The key to reducing this vulnerability is learning basic practical computer and information security.


1. Create Strong Passwords

One person’s weak password has the potential to compromise not only an entire district’s data, but also the data of the students and staff. It’s amazing how many people use vulnerable passwords. Every year, SplashData publishes a list of the top 100 worst passwords, and every year, passwords like 12345, 123456, 12345678, and “password” all top the list.


We require passwords that are at least eight characters long—the longer the better. Choose something you can easily remember.

  • Don’t include your name in the password
  • Avoid pet names, children’s birthdays, addresses and other things that may be public (i.e. posted on social media)
  • A phrase or pair of words that that are rarely related form a good basis for a long but easy to remember password
  • Either replace certain letters in your phrase with symbols or numbers, or insert numbers and symbols in the phrase

Example: Starting with ”tan lamb white lion”, remove spaces, replace “i” with “!” and “a” with “@”, you would have t@nl@mbwh!tel!on


Tip: With so many passwords to remember, consider using a password manager like the Google Chrome or Apple Safari password manager or a separate service like LastPass or 1Password.

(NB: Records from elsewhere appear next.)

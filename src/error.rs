// HTTP API Error Types
use axum::{http::StatusCode, response::IntoResponse, Json};
use chrono::Utc;
use serde_json::{json, Value};

use crate::backend::BackendError;

/// HTTP API error with appropriate status codes and client-friendly messages
#[derive(Debug)]
pub enum ApiError {
    // 400 Bad Request
    BadRequest(String),

    // 403 Forbidden
    Forbidden(String),

    // 404 Not Found
    NotFound(String),

    // 500 Internal Server Error
    InternalServerError(String),

    // 502 Bad Gateway (backend or remote image host issues)
    BadGateway(String),
}

impl ApiError {
    pub fn status_code(&self) -> StatusCode {
        match self {
            ApiError::BadRequest(_) => StatusCode::BAD_REQUEST,
            ApiError::Forbidden(_) => StatusCode::FORBIDDEN,
            ApiError::NotFound(_) => StatusCode::NOT_FOUND,
            ApiError::InternalServerError(_) => StatusCode::INTERNAL_SERVER_ERROR,
            ApiError::BadGateway(_) => StatusCode::BAD_GATEWAY,
        }
    }

    /// Get client-safe error message
    pub fn message(&self) -> &str {
        match self {
            ApiError::BadRequest(msg)
            | ApiError::Forbidden(msg)
            | ApiError::NotFound(msg)
            | ApiError::InternalServerError(msg)
            | ApiError::BadGateway(msg) => msg,
        }
    }

    /// Get error code for client handling
    pub fn error_code(&self) -> &'static str {
        match self {
            ApiError::BadRequest(_) => "BAD_REQUEST",
            ApiError::Forbidden(_) => "FORBIDDEN",
            ApiError::NotFound(_) => "NOT_FOUND",
            ApiError::InternalServerError(_) => "INTERNAL_SERVER_ERROR",
            ApiError::BadGateway(_) => "BAD_GATEWAY",
        }
    }

    /// Convert to JSON response body
    pub fn to_json(&self) -> Value {
        json!({
            "error": true,
            "message": self.message(),
            "code": self.error_code(),
            "timestamp": Utc::now(),
        })
    }
}

impl ApiError {
    pub fn bad_request(message: impl Into<String>) -> Self {
        ApiError::BadRequest(message.into())
    }

    pub fn forbidden(message: impl Into<String>) -> Self {
        ApiError::Forbidden(message.into())
    }

    pub fn not_found(message: impl Into<String>) -> Self {
        ApiError::NotFound(message.into())
    }

    pub fn internal_server_error(message: impl Into<String>) -> Self {
        ApiError::InternalServerError(message.into())
    }

    pub fn bad_gateway(message: impl Into<String>) -> Self {
        ApiError::BadGateway(message.into())
    }
}

impl From<BackendError> for ApiError {
    fn from(err: BackendError) -> Self {
        match err {
            BackendError::Api { status, message, .. } => {
                tracing::error!("Backend responded {}: {}", status, message);
                ApiError::bad_gateway(message)
            }
            BackendError::Request(e) => {
                tracing::error!("Backend request failed: {}", e);
                ApiError::bad_gateway("Backend unreachable")
            }
            // Configuration problems surface with their own message
            other => {
                tracing::error!("Backend client error: {}", other);
                ApiError::internal_server_error(other.to_string())
            }
        }
    }
}

impl std::fmt::Display for ApiError {
    fn fmt(&self, f: &mut std::fmt::Formatter<'_>) -> std::fmt::Result {
        write!(f, "{}", self.message())
    }
}

impl std::error::Error for ApiError {}

// Automatic HTTP response conversion for Axum
impl IntoResponse for ApiError {
    fn into_response(self) -> axum::response::Response {
        (self.status_code(), Json(self.to_json())).into_response()
    }
}

#[cfg(test)]
mod tests {
    use super::*;

    #[test]
    fn missing_config_maps_to_500_with_message() {
        let err: ApiError = BackendError::ConfigMissing("SUPABASE_URL").into();
        assert_eq!(err.status_code(), StatusCode::INTERNAL_SERVER_ERROR);
        assert_eq!(err.message(), "Missing SUPABASE_URL environment variable");
    }

    #[test]
    fn backend_api_errors_map_to_bad_gateway() {
        let err: ApiError = BackendError::Api {
            status: 503,
            code: None,
            message: "upstream down".to_string(),
        }
        .into();
        assert_eq!(err.status_code(), StatusCode::BAD_GATEWAY);
    }

    #[test]
    fn json_body_carries_message_code_and_timestamp() {
        let body = ApiError::forbidden("nope").to_json();
        assert_eq!(body["error"], true);
        assert_eq!(body["message"], "nope");
        assert_eq!(body["code"], "FORBIDDEN");
        assert!(body["timestamp"].is_string());
    }
}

2. Use Two Factor Authentication

The more barriers put in place, the more difficult it is for hackers to get into your accounts and your information. Two Factor Authentication combines two independent credentials: what you know (your password), what you have (your phone or a paper list of one-time use codes). If your password is stolen or compromised, the hacker is still blocked without having your second (physical) factor.


Use Two Factor Authentication everywhere you can: your personal email, cloud storage, financial institutions - Anywhere you have sensitive or personal information, or manage your finances.


Tip: Because your phone is now so important, make sure you use a non-obvious PIN, and if possible make the PIN 6 or more digits long.

3. Learn to Recognize Phishing Scams

Phishing is a type of online scam where criminals send an email that appears to be from a legitimate company asking you to respond with sensitive information. If deceived, you could give the attacker access to all sorts of valuable data - your credit card, bank account or social security number or a password to an important account. We use Google to filter potential phishing emails in the district. Nonetheless, one might always get through. Furthermore, never forget that your personal accounts are probably not so well protected.


Here are a few things you should be on the look-out for:


  • The Displayed Name in the Email – a name displayed in the “from” box does not guarantee that this is the sender.
  • Suspicious Links (Don’t Click!) – If the web address you see when you hover over the link doesn’t seem to match the sender, be very careful. Be especially careful if an email directs you to a website asking for a login - this a way to to steal your login credentials.
  • Spelling or Grammar Mistakes – if it doesn’t look or sound right, it’s probably not legitimate.
  • Odd Salutations – if the contact you know usually addresses you by your first name but the email greets you as “Valued Customer” or “Important Client”, it’s a scam.
  • Request for Sensitive Information – if asked for sensitive information, pick up the phone and call a known number to verify the request.
  • Implied Urgency – this is a scare tactic is designed to get you to respond. If the email is threatening you with legal action, service stoppage, etc., don’t reply, call a known number to verify the demand.
  • Images that aren’t Quite Right – if the images or layout of an email seem a bit off, it’s most likely a phishing attempt.
  • Suspicious Domains – many malicious emails use a domain that is close to the legitimate domain. For example, someone could use Capitol0ne.com instead of capitalone.com to try to fool you.
  • Non-Standard Attachments – if the attached file is not one you recognize (like .doc for a word file, .xls for an Excel file, or .pdf for a PDF file), be suspicious, don’t click!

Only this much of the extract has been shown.